— Task instructions —
I need the number of lines in the following entries that hold the word "FilterOptions", and no other text.
**** Exercise inputs
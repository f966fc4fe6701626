//! Column width passes - count each table's columns, then declare widths.

use super::Pass;
use crate::markup::{Fragment, Tag};
use crate::FilterOptions;
use std::collections::VecDeque;
use tracing::{trace, warn};

/// Counts the cells in the first row of every table.
///
/// Never rewrites a fragment; the counts come out of [`WidthCounter::into_widths`]
/// in document order.
#[derive(Debug, Default, Clone)]
pub struct WidthCounter {
    counting: bool,
    columns: usize,
    widths: VecDeque<usize>,
}

impl WidthCounter {
    pub fn new() -> Self {
        Self::default()
    }

    pub fn widths(&self) -> &VecDeque<usize> {
        &self.widths
    }

    pub fn into_widths(self) -> VecDeque<usize> {
        self.widths
    }
}

impl Pass for WidthCounter {
    fn rewrite(&mut self, fragment: &Fragment) -> Option<Vec<Fragment>> {
        match fragment.tag() {
            Tag::TableOpen => {
                self.counting = true;
                self.columns = 0;
            }
            Tag::CellClose(_) if self.counting => self.columns += 1,
            Tag::RowClose if self.counting => {
                self.counting = false;
                trace!(columns = self.columns, "counted table");
                self.widths.push_back(std::mem::take(&mut self.columns));
            }
            _ => {}
        }
        None
    }
}

/// Injects a `<colgroup>` after every `<table>`, consuming one counted width
/// per table.
#[derive(Debug, Clone)]
pub struct WidthAnnotator {
    widths: VecDeque<usize>,
    format: String,
    page_width_percent: u32,
}

impl WidthAnnotator {
    pub fn new(widths: VecDeque<usize>, options: &FilterOptions) -> Self {
        Self {
            widths,
            format: options.fragment_format.clone(),
            page_width_percent: options.page_width_percent,
        }
    }

    /// Widths not yet consumed.
    pub fn remaining(&self) -> &VecDeque<usize> {
        &self.widths
    }

    fn fragment(&self, content: impl Into<String>) -> Fragment {
        Fragment::new(self.format.as_str(), content)
    }
}

impl Pass for WidthAnnotator {
    fn rewrite(&mut self, fragment: &Fragment) -> Option<Vec<Fragment>> {
        if fragment.tag() != Tag::TableOpen {
            return None;
        }
        let Some(columns) = self.widths.pop_front() else {
            warn!("more tables than counted widths, leaving table without column widths");
            return None;
        };
        if columns == 0 {
            return None;
        }

        let percent = self.page_width_percent as usize / columns;
        let mut out = Vec::with_capacity(columns + 3);
        out.push(self.fragment(fragment.content.as_str()));
        out.push(self.fragment("<colgroup>"));
        for _ in 0..columns {
            out.push(self.fragment(format!("<col width=\"{}%\">", percent)));
        }
        out.push(self.fragment("</colgroup>"));
        Some(out)
    }
}

#[cfg(test)]
mod tests {
    use super::*;
    use crate::filter::apply_pass;
    use pretty_assertions::assert_eq;

    fn fragments(contents: &[&str]) -> Vec<Fragment> {
        contents.iter().map(|c| Fragment::html(*c)).collect()
    }

    fn contents(fragments: &[Fragment]) -> Vec<&str> {
        fragments.iter().map(|f| f.content.as_str()).collect()
    }

    fn count(contents: &[&str]) -> VecDeque<usize> {
        let mut counter = WidthCounter::new();
        let input = fragments(contents);
        assert_eq!(apply_pass(&mut counter, &input), input);
        counter.into_widths()
    }

    #[test]
    fn test_counter_counts_first_row_only() {
        let widths = count(&[
            "<table>", "<tr>", "<th>", "</th>", "<th>", "</th>", "<th>", "</th>", "</tr>",
            "<tr>", "<td>", "</td>", "</tr>", "</table>",
        ]);
        assert_eq!(widths, VecDeque::from([3]));
    }

    #[test]
    fn test_counter_ignores_cells_outside_tables() {
        let widths = count(&["<td>", "</td>", "</tr>", "<table>", "<tr>", "</tr>"]);
        assert_eq!(widths, VecDeque::from([0]));
    }

    #[test]
    fn test_counter_keeps_table_order() {
        let widths = count(&[
            "<table>", "</td>", "</td>", "</tr>", "</table>",
            "<table>", "</td>", "</td>", "</td>", "</td>", "</tr>", "</table>",
        ]);
        assert_eq!(widths, VecDeque::from([2, 4]));
    }

    #[test]
    fn test_annotator_injects_colgroup() {
        let mut annotator = WidthAnnotator::new(VecDeque::from([3]), &FilterOptions::default());
        let out = apply_pass(&mut annotator, &fragments(&["<table>", "<tr>"]));
        assert_eq!(
            contents(&out),
            vec![
                "<table>",
                "<colgroup>",
                "<col width=\"33%\">",
                "<col width=\"33%\">",
                "<col width=\"33%\">",
                "</colgroup>",
                "<tr>",
            ]
        );
        assert!(annotator.remaining().is_empty());
    }

    #[test]
    fn test_annotator_consumes_widths_in_order() {
        let mut annotator = WidthAnnotator::new(VecDeque::from([2, 4]), &FilterOptions::default());
        let out = apply_pass(&mut annotator, &fragments(&["<table>", "</table>", "<table>"]));
        let rendered = contents(&out).concat();
        assert_eq!(
            rendered,
            "<table><colgroup><col width=\"50%\"><col width=\"50%\"></colgroup></table>\
             <table><colgroup><col width=\"25%\"><col width=\"25%\"><col width=\"25%\">\
             <col width=\"25%\"></colgroup>"
        );
    }

    #[test]
    fn test_annotator_skips_zero_width_tables() {
        let input = fragments(&["<table>", "</table>"]);
        let mut annotator = WidthAnnotator::new(VecDeque::from([0]), &FilterOptions::default());
        assert_eq!(apply_pass(&mut annotator, &input), input);
    }

    #[test]
    fn test_annotator_tolerates_exhausted_queue() {
        let input = fragments(&["<table>", "<table>"]);
        let mut annotator = WidthAnnotator::new(VecDeque::from([1]), &FilterOptions::default());
        let out = apply_pass(&mut annotator, &input);
        assert_eq!(
            contents(&out),
            vec!["<table>", "<colgroup>", "<col width=\"100%\">", "</colgroup>", "<table>"]
        );
    }

    #[test]
    fn test_annotator_splits_configured_page_width() {
        let options = FilterOptions {
            page_width_percent: 90,
            ..Default::default()
        };
        let mut annotator = WidthAnnotator::new(VecDeque::from([4]), &options);
        let out = apply_pass(&mut annotator, &fragments(&["<table>"]));
        assert_eq!(out[2], Fragment::html("<col width=\"22%\">"));
    }
}
//! # pandoc-tablespan
//!
//! Pandoc filter that rewrites HTML tables carried in raw blocks so they
//! survive typeset output: colspan/rowspan cells are flattened into plain
//! cells, and every table gets a `<colgroup>` splitting the page width evenly
//! across its columns.
//!
//! ## Example
//!
//! ```no_run
//! use pandoc_tablespan::TableFilter;
//!
//! let input = std::fs::read_to_string("document.json").unwrap();
//! let filter = TableFilter::with_defaults();
//! let output = filter.filter_json(&input, "latex").unwrap();
//! println!("{}", output);
//! ```
//!
//! The passes also work on plain fragment lists:
//!
//! ```
//! use pandoc_tablespan::{Fragment, TableFilter};
//!
//! let fragments: Vec<Fragment> = ["<table>", "<tr>", "<td colspan=\"2\">", "A", "</td>", "</tr>"]
//!     .into_iter()
//!     .map(Fragment::html)
//!     .collect();
//! let html: String = TableFilter::with_defaults()
//!     .run(&fragments)
//!     .iter()
//!     .map(|f| f.content.as_str())
//!     .collect();
//! assert_eq!(
//!     html,
//!     "<table><colgroup><col width=\"50%\"><col width=\"50%\"></colgroup><tr><td>A</td><td></td></tr>"
//! );
//! ```

pub mod adapters;
pub mod error;
pub mod filter;
pub mod markup;

pub use crate::adapters::pandoc::{Layout, PandocDocument};
pub use crate::markup::{CellKind, Fragment, SpanKind, Tag};
pub use error::{Error, Result};
pub use filter::{
    annotate_widths, apply_pass, count_widths, normalize_spans, Pass, SpanNormalizer, SpanState,
    TableFilter, WidthAnnotator, WidthCounter,
};

/// Options for the table filter.
#[derive(Debug, Clone)]
pub struct FilterOptions {
    /// Percentage of the page width shared out between a table's columns.
    pub page_width_percent: u32,
    /// Raw format label for fragments the passes emit.
    pub fragment_format: String,
}

impl Default for FilterOptions {
    fn default() -> Self {
        Self {
            page_width_percent: 100,
            fragment_format: "html".to_string(),
        }
    }
}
********
— Answer for this exercise —
9